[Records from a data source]

------------

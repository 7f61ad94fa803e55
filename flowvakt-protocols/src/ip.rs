//! ## flowvakt-protocols::ip
//! IPv4/IPv6 header parsing into a single 128-bit address space.
//!
//! IPv4 addresses are rewritten into IPv4-mapped IPv6 form (`::ffff:a.b.c.d`)
//! so flow keys and records never branch on address family.

use std::net::Ipv6Addr;

use flowvakt_core::packet::TransportProtocol;

use crate::error::SkipReason;
use crate::ethernet::{parse_link, ETH_HDR_LEN, ETH_P_IP, ETH_P_IPV6};

pub const IPV4_MIN_HDR_LEN: usize = 20;
pub const IPV6_HDR_LEN: usize = 40;

const IPV4_PROTO_OFFSET: usize = 9;
const IPV4_SRC_OFFSET: usize = 12;
const IPV6_NEXT_HDR_OFFSET: usize = 6;
const IPV6_SRC_OFFSET: usize = 8;

/// Network-layer fields of a TCP or UDP packet.
#[derive(Clone, Copy, Debug, PartialEq, Eq)]
pub struct NetworkLayer {
    pub src: Ipv6Addr,
    pub dst: Ipv6Addr,
    pub protocol: TransportProtocol,
    /// Offset of the transport header from the start of the frame.
    pub header_end: usize,
}

/// Embeds an IPv4 address into the low 32 bits of a 128-bit address, after
/// 80 zero bits and 16 one bits.
#[inline]
pub fn normalize_v4(octets: [u8; 4]) -> Ipv6Addr {
    let mut mapped = [0u8; 16];
    mapped[10] = 0xff;
    mapped[11] = 0xff;
    mapped[12..].copy_from_slice(&octets);
    Ipv6Addr::from(mapped)
}

/// Parses link and network layers of `frame`.
///
/// Skips anything that is not IPv4/IPv6 carrying TCP or UDP, and any frame
/// too short to hold the headers it declares.
pub fn parse_network_layer(frame: &[u8]) -> Result<NetworkLayer, SkipReason> {
    let link = parse_link(frame)?;

    match link.ether_type {
        ETH_P_IP => parse_ipv4(frame),
        ETH_P_IPV6 => parse_ipv6(frame),
        other => Err(SkipReason::UnsupportedEtherType(other)),
    }
}

fn parse_ipv4(frame: &[u8]) -> Result<NetworkLayer, SkipReason> {
    let header = frame
        .get(ETH_HDR_LEN..ETH_HDR_LEN + IPV4_MIN_HDR_LEN)
        .ok_or(SkipReason::TruncatedNetwork)?;

    let version = header[0] >> 4;
    let header_len = usize::from(header[0] & 0x0f) * 4;
    if version != 4 || header_len < IPV4_MIN_HDR_LEN {
        return Err(SkipReason::MalformedIpv4);
    }

    let header_end = ETH_HDR_LEN + header_len;
    if frame.len() < header_end {
        return Err(SkipReason::TruncatedNetwork);
    }

    let protocol = transport(header[IPV4_PROTO_OFFSET])?;
    let src = address_v4(&header[IPV4_SRC_OFFSET..IPV4_SRC_OFFSET + 4]);
    let dst = address_v4(&header[IPV4_SRC_OFFSET + 4..IPV4_SRC_OFFSET + 8]);

    Ok(NetworkLayer {
        src,
        dst,
        protocol,
        header_end,
    })
}

fn parse_ipv6(frame: &[u8]) -> Result<NetworkLayer, SkipReason> {
    let header = frame
        .get(ETH_HDR_LEN..ETH_HDR_LEN + IPV6_HDR_LEN)
        .ok_or(SkipReason::TruncatedNetwork)?;

    // Extension headers are not walked; only a direct TCP/UDP next header counts.
    let protocol = transport(header[IPV6_NEXT_HDR_OFFSET])?;
    let src = address_v6(&header[IPV6_SRC_OFFSET..IPV6_SRC_OFFSET + 16]);
    let dst = address_v6(&header[IPV6_SRC_OFFSET + 16..IPV6_SRC_OFFSET + 32]);

    Ok(NetworkLayer {
        src,
        dst,
        protocol,
        header_end: ETH_HDR_LEN + IPV6_HDR_LEN,
    })
}

#[inline]
fn transport(number: u8) -> Result<TransportProtocol, SkipReason> {
    TransportProtocol::from_number(number).ok_or(SkipReason::UnsupportedTransport(number))
}

#[inline]
fn address_v4(bytes: &[u8]) -> Ipv6Addr {
    normalize_v4([bytes[0], bytes[1], bytes[2], bytes[3]])
}

#[inline]
fn address_v6(bytes: &[u8]) -> Ipv6Addr {
    let mut octets = [0u8; 16];
    octets.copy_from_slice(bytes);
    Ipv6Addr::from(octets)
}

------------

Task to complete
Nothing in the records may be left out; copy them all exactly.

Reply
repository 7f61ad94fa803e55
filename flowvakt-protocols/src/ip.rs
//! ## flowvakt-protocols::ip
//! IPv4/IPv6 header parsing into a single 128-bit address space.
//!
//! IPv4 addresses are rewritten into IPv4-mapped IPv6 form (`::ffff:a.b.c.d`)
//! so flow keys and records never branch on address family.

use std::net::Ipv6Addr;

use flowvakt_core::packet::TransportProtocol;

use crate::error::SkipReason;
use crate::ethernet::{parse_link, ETH_HDR_LEN, ETH_P_IP, ETH_P_IPV6};

pub const IPV4_MIN_HDR_LEN: usize = 20;
pub const IPV6_HDR_LEN: usize = 40;

const IPV4_PROTO_OFFSET: usize = 9;
const IPV4_SRC_OFFSET: usize = 12;
const IPV6_NEXT_HDR_OFFSET: usize = 6;
const IPV6_SRC_OFFSET: usize = 8;

/// Network-layer fields of a TCP or UDP packet.
#[derive(Clone, Copy, Debug, PartialEq, Eq)]
pub struct NetworkLayer {
    pub src: Ipv6Addr,
    pub dst: Ipv6Addr,
    pub protocol: TransportProtocol,
    /// Offset of the transport header from the start of the frame.
    pub header_end: usize,
}

/// Embeds an IPv4 address into the low 32 bits of a 128-bit address, after
/// 80 zero bits and 16 one bits.
#[inline]
pub fn normalize_v4(octets: [u8; 4]) -> Ipv6Addr {
    let mut mapped = [0u8; 16];
    mapped[10] = 0xff;
    mapped[11] = 0xff;
    mapped[12..].copy_from_slice(&octets);
    Ipv6Addr::from(mapped)
}

/// Parses link and network layers of `frame`.
///
/// Skips anything that is not IPv4/IPv6 carrying TCP or UDP, and any frame
/// too short to hold the headers it declares.
pub fn parse_network_layer(frame: &[u8]) -> Result<NetworkLayer, SkipReason> {
    let link = parse_link(frame)?;

    match link.ether_type {
        ETH_P_IP => parse_ipv4(frame),
        ETH_P_IPV6 => parse_ipv6(frame),
        other => Err(SkipReason::UnsupportedEtherType(other)),
    }
}

fn parse_ipv4(frame: &[u8]) -> Result<NetworkLayer, SkipReason> {
    let header = frame
        .get(ETH_HDR_LEN..ETH_HDR_LEN + IPV4_MIN_HDR_LEN)
        .ok_or(SkipReason::TruncatedNetwork)?;

    let version = header[0] >> 4;
    let header_len = usize::from(header[0] & 0x0f) * 4;
    if version != 4 || header_len < IPV4_MIN_HDR_LEN {
        return Err(SkipReason::MalformedIpv4);
    }

    let header_end = ETH_HDR_LEN + header_len;
    if frame.len() < header_end {
        return Err(SkipReason::TruncatedNetwork);
    }

    let protocol = transport(header[IPV4_PROTO_OFFSET])?;
    let src = address_v4(&header[IPV4_SRC_OFFSET..IPV4_SRC_OFFSET + 4]);
    let dst = address_v4(&header[IPV4_SRC_OFFSET + 4..IPV4_SRC_OFFSET + 8]);

    Ok(NetworkLayer {
        src,
        dst,
        protocol,
        header_end,
    })
}

fn parse_ipv6(frame: &[u8]) -> Result<NetworkLayer, SkipReason> {
    let header = frame
        .get(ETH_HDR_LEN..ETH_HDR_LEN + IPV6_HDR_LEN)
        .ok_or(SkipReason::TruncatedNetwork)?;

    // Extension headers are not walked; only a direct TCP/UDP next header counts.
    let protocol = transport(header[IPV6_NEXT_HDR_OFFSET])?;
    let src = address_v6(&header[IPV6_SRC_OFFSET..IPV6_SRC_OFFSET + 16]);
    let dst = address_v6(&header[IPV6_SRC_OFFSET + 16..IPV6_SRC_OFFSET + 32]);

    Ok(NetworkLayer {
        src,
        dst,
        protocol,
        header_end: ETH_HDR_LEN + IPV6_HDR_LEN,
    })
}

#[inline]
fn transport(number: u8) -> Result<TransportProtocol, SkipReason> {
    TransportProtocol::from_number(number).ok_or(SkipReason::UnsupportedTransport(number))
}

#[inline]
fn address_v4(bytes: &[u8]) -> Ipv6Addr {
    normalize_v4([bytes[0], bytes[1], bytes[2], bytes[3]])
}

#[inline]
fn address_v6(bytes: &[u8]) -> Ipv6Addr {
    let mut octets = [0u8; 16];
    octets.copy_from_slice(bytes);
    Ipv6Addr::from(octets)
}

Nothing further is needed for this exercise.